▸ **Try it**
Up to and including the line that contains "use std::str::FromStr;", reproduce every line exactly, beginning with the first line below.

(Beginning of Given entries)

//! printf-style width pattern for the record index
//!
//! Accepts `%[-][0][width](s|d)`: `%03s` renders 7 as `007`, `%-4d` as `7   `.

use super::error::{LoggerError, Result};
use serde::{Deserialize, Serialize};
use std::fmt;
use std::str::FromStr;

#[derive(Debug, Clone, Copy, PartialEq, Eq, Serialize, Deserialize)]
pub struct IndexFormat {
    pub width: usize,
    pub zero_pad: bool,
    pub left_align: bool,
}

impl IndexFormat {
    pub const fn new(width: usize, zero_pad: bool) -> Self {
        Self {
            width,
            zero_pad,
            left_align: false,
        }
    }

    /// Render an index value
    pub fn format(&self, index: u64) -> String {
        let width = self.width;
        if self.left_align {
            format!("{:<width$}", index)
        } else if self.zero_pad {
            format!("{:0>width$}", index)
        } else {
            format!("{:>width$}", index)
        }
    }
}

impl Default for IndexFormat {
    fn default() -> Self {
        Self::new(3, true)
    }
}

impl FromStr for IndexFormat {
    type Err = LoggerError;

    fn from_str(s: &str) -> Result<Self> {
        let invalid = || {
            LoggerError::config(
                "index_format",
                format!("expected %[-][0][width](s|d), got '{}'", s),
            )
        };

        let pattern = s.strip_prefix('%').ok_or_else(invalid)?;
        let pattern = pattern
            .strip_suffix('s')
            .or_else(|| pattern.strip_suffix('d'))
            .ok_or_else(invalid)?;

        let (left_align, pattern) = match pattern.strip_prefix('-') {
            Some(rest) => (true, rest),
            None => (false, pattern),
        };
        let (zero_pad, digits) = match pattern.strip_prefix('0') {
            Some(rest) => (true, rest),
            None => (false, pattern),
        };

        let width = if digits.is_empty() {
            0
        } else if digits.bytes().all(|b| b.is_ascii_digit()) {
            digits.parse().map_err(|_| invalid())?
        } else {
            return Err(invalid());
        };

        Ok(Self {
            width,
            zero_pad: zero_pad && !left_align,
            left_align,
        })
    }
}

impl fmt::Display for IndexFormat {
    fn fmt(&self, f: &mut fmt::Formatter<'_>) -> fmt::Result {
        f.write_str("%")?;
        if self.left_align {
            f.write_str("-")?;
        }
        if self.zero_pad {
            f.write_str("0")?;
        }
        if self.width > 0 {
            write!(f, "{}", self.width)?;
        }
        f.write_str("s")
    }
}

#[cfg(test)]
mod tests {
    use super::*;

    #[test]
    fn test_default_pads_to_three_digits() {
        let format = IndexFormat::default();
        assert_eq!(format.format(1), "001");
        assert_eq!(format.format(42), "042");
        assert_eq!(format.format(1234), "1234");
        assert_eq!(format.to_string(), "%03s");
    }

    #[test]
    fn test_parse_variants() {
        assert_eq!("%03s".parse::<IndexFormat>().unwrap(), IndexFormat::default());
        assert_eq!("%5d".parse::<IndexFormat>().unwrap().format(7), "    7");
        assert_eq!("%-4s".parse::<IndexFormat>().unwrap().format(7), "7   ");
        assert_eq!("%s".parse::<IndexFormat>().unwrap().format(12), "12");
    }

    #[test]
    fn test_left_align_ignores_zero_flag() {
        let format: IndexFormat = "%-05s".parse().unwrap();
        assert!(!format.zero_pad);
        assert_eq!(format.format(3), "3    ");
    }

    #[test]
    fn test_parse_rejects_garbage() {
        for bad in ["", "03s", "%3x", "%a3s", "%3", "%+3s"] {
            assert!(
                matches!(
                    bad.parse::<IndexFormat>(),
                    Err(LoggerError::InvalidConfiguration { .. })
                ),
                "accepted {bad:?}"
            );
        }
    }
}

(End of Given entries)

▸ **Solution for this task**
//! printf-style width pattern for the record index
//!
//! Accepts `%[-][0][width](s|d)`: `%03s` renders 7 as `007`, `%-4d` as `7   `.

use super::error::{LoggerError, Result};
use serde::{Deserialize, Serialize};
use std::fmt;
use std::str::FromStr;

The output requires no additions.